Six weeks after it opened, the restaurant received three stars from Bryan Miller in The New York Times. (Mr. May lived in an apartment in the building that housed it.)
Some of San Domenico’s signature dishes, like warm shrimp with white beans and a raviolo filled with egg, continue to appear on Italian menus. Mr. Bartolotta was the executive chef until 1991, in the midst of building an illustrious career. “Without Tony I’d have been a pizza cook in Milwaukee,” he said in a phone interview. “I have an unending level of gratitude for him.”
San Domenico’s clientele included celebrities like Luciano Pavarotti. Among the restaurant’s other chefs were Andrew Carmellini, Scott Conant and, from Brescia, Italy, Odette Fada, who held the executive chef position starting in 1996, the rare female chef in a top-flight New York kitchen. She was the chef until San Domenico closed in 2008, unable to renew its lease. “Tony May always pushed me forward,” she said by phone.

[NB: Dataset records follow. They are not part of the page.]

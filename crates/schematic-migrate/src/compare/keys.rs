use schematic_core::{
    CheckConstraint, Column, DataType, DatabaseIndex, DatabaseKey, IdentifierDefaults,
    RelationalKey, Trigger,
};

use super::Comparer;

/// Compares data types by canonical name, length and precision.
#[derive(Debug, Clone, Copy, Default)]
pub struct TypeComparer;

impl Comparer<DataType> for TypeComparer {
    fn equals(&self, a: &DataType, b: &DataType) -> bool {
        a.canonical_name() == b.canonical_name()
            && a.max_length == b.max_length
            && a.precision == b.precision
    }
}

/// Compares columns by type, nullability, default, computed-ness and
/// identity settings.
#[derive(Debug, Clone, Copy, Default)]
pub struct ColumnComparer;

impl Comparer<Column> for ColumnComparer {
    fn equals(&self, a: &Column, b: &Column) -> bool {
        a.is_nullable == b.is_nullable
            && a.is_computed == b.is_computed
            && a.default_value.as_deref().map(str::trim)
                == b.default_value.as_deref().map(str::trim)
            && a.auto_increment == b.auto_increment
            && TypeComparer.equals(&a.data_type, &b.data_type)
    }
}

/// Compares keys by type and ordered columns.
#[derive(Debug, Clone, Copy, Default)]
pub struct KeyComparer;

impl Comparer<DatabaseKey> for KeyComparer {
    fn equals(&self, a: &DatabaseKey, b: &DatabaseKey) -> bool {
        a.key_type == b.key_type && a.columns == b.columns
    }
}

/// Compares indexes by key elements, included columns and uniqueness.
#[derive(Debug, Clone, Copy, Default)]
pub struct IndexComparer;

impl Comparer<DatabaseIndex> for IndexComparer {
    fn equals(&self, a: &DatabaseIndex, b: &DatabaseIndex) -> bool {
        a.is_unique == b.is_unique
            && a.included_columns == b.included_columns
            && a.columns.len() == b.columns.len()
            && a.columns
                .iter()
                .zip(&b.columns)
                .all(|(x, y)| x.expression.trim() == y.expression.trim() && x.order == y.order)
    }
}

/// Compares foreign keys by both keys, the referenced table and the
/// referential actions.
#[derive(Debug, Clone, Default)]
pub struct RelationalKeyComparer {
    defaults: IdentifierDefaults,
}

impl RelationalKeyComparer {
    /// Creates a comparer that qualifies parent tables with `defaults`.
    #[must_use]
    pub const fn new(defaults: IdentifierDefaults) -> Self {
        Self { defaults }
    }
}

impl Comparer<RelationalKey> for RelationalKeyComparer {
    fn equals(&self, a: &RelationalKey, b: &RelationalKey) -> bool {
        KeyComparer.equals(&a.child_key, &b.child_key)
            && KeyComparer.equals(&a.parent_key, &b.parent_key)
            && a.parent_table.same_object(&b.parent_table, &self.defaults)
            && a.delete_action == b.delete_action
            && a.update_action == b.update_action
    }
}

/// Compares check constraints by definition.
#[derive(Debug, Clone, Copy, Default)]
pub struct CheckComparer;

impl Comparer<CheckConstraint> for CheckComparer {
    fn equals(&self, a: &CheckConstraint, b: &CheckConstraint) -> bool {
        a.definition.trim() == b.definition.trim()
    }
}

/// Compares triggers by definition, timing and events.
#[derive(Debug, Clone, Copy, Default)]
pub struct TriggerComparer;

impl Comparer<Trigger> for TriggerComparer {
    fn equals(&self, a: &Trigger, b: &Trigger) -> bool {
        a.definition.trim() == b.definition.trim() && a.timing == b.timing && a.events == b.events
    }
}

#[cfg(test)]
mod tests {
    use super::*;
    use schematic_core::{IndexColumn, ReferentialAction, TriggerEvent, TriggerTiming};

    #[test]
    fn test_type_comparer_ignores_case() {
        assert!(TypeComparer.equals(&DataType::new("INTEGER"), &DataType::new(" integer")));
        assert!(!TypeComparer.equals(
            &DataType::with_length("varchar", 50),
            &DataType::with_length("varchar", 100)
        ));
        assert!(!TypeComparer.equals(
            &DataType::with_precision("decimal", 10, 2),
            &DataType::with_precision("decimal", 10, 4)
        ));
    }

    #[test]
    fn test_column_comparer_ignores_name() {
        let a = Column::new("a", DataType::new("int")).not_null();
        let b = Column::new("b", DataType::new("INT")).not_null();
        assert!(ColumnComparer.equals(&a, &b));

        assert!(!ColumnComparer.equals(&a, &a.clone().nullable()));
        assert!(!ColumnComparer.equals(&a, &a.clone().default_value("0")));
        assert!(!ColumnComparer.equals(&a, &a.clone().auto_increment(1, 1)));
        assert!(!ColumnComparer.equals(&a, &a.clone().computed()));
    }

    #[test]
    fn test_key_comparer_is_order_sensitive() {
        let a = DatabaseKey::unique(["x", "y"]).named("uk_a");
        let b = DatabaseKey::unique(["x", "y"]);
        let c = DatabaseKey::unique(["y", "x"]);
        assert!(KeyComparer.equals(&a, &b));
        assert!(!KeyComparer.equals(&a, &c));
        assert!(KeyComparer.equals(&a, &a.clone().disabled()));
    }

    #[test]
    fn test_index_comparer() {
        let a = DatabaseIndex::new("ix_a", ["x", "y"]);
        let b = DatabaseIndex::new("ix_b", ["x", "y"]);
        assert!(IndexComparer.equals(&a, &b));
        assert!(!IndexComparer.equals(&a, &a.clone().unique()));
        assert!(!IndexComparer.equals(&a, &a.clone().include(["z"])));

        let desc = DatabaseIndex::from_columns(
            "ix_a",
            vec![IndexColumn::new("x").descending(), IndexColumn::new("y")],
        );
        assert!(!IndexComparer.equals(&a, &desc));
    }

    #[test]
    fn test_relational_key_comparer() {
        let comparer = RelationalKeyComparer::new(IdentifierDefaults::new().schema("dbo"));
        let fk = RelationalKey::new(
            "orders",
            DatabaseKey::foreign(["user_id"]).named("fk_orders_users"),
            "users",
            DatabaseKey::primary(["id"]),
        );
        let qualified = RelationalKey {
            parent_table: schematic_core::Identifier::with_schema("dbo", "users"),
            ..fk.clone()
        };
        assert!(comparer.equals(&fk, &qualified));
        assert!(!comparer.equals(&fk, &fk.clone().on_delete(ReferentialAction::Cascade)));
    }

    #[test]
    fn test_trigger_comparer_uses_event_set() {
        let a = Trigger::new(
            "tr_a",
            "BEGIN END",
            TriggerTiming::After,
            [TriggerEvent::Insert, TriggerEvent::Update],
        );
        let b = Trigger::new(
            "tr_b",
            "BEGIN END",
            TriggerTiming::After,
            [TriggerEvent::Update, TriggerEvent::Insert],
        );
        assert!(TriggerComparer.equals(&a, &b));

        let before = Trigger {
            timing: TriggerTiming::Before,
            ..a.clone()
        };
        assert!(!TriggerComparer.equals(&a, &before));
    }

    #[test]
    fn test_check_comparer() {
        assert!(CheckComparer.equals(
            &CheckConstraint::new("price > 0").named("ck_a"),
            &CheckConstraint::new(" price > 0 ")
        ));
        assert!(!CheckComparer.equals(
            &CheckConstraint::new("price > 0"),
            &CheckConstraint::new("price >= 0")
        ));
    }
}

Then, with his daughter and Ms. Fada, Mr. May reconfigured the restaurant further downtown as SD26, on East 26th Street on Madison Square Park. (It was sold in 2015 and replaced by another restaurant.) He also owned Gemelli and PastaBreak, both of which were destroyed in the World Trade Center attacks. At his death, Mr. May and Ms. Metalli were working on a new restaurant project in Midtown, which remains on track to open next year.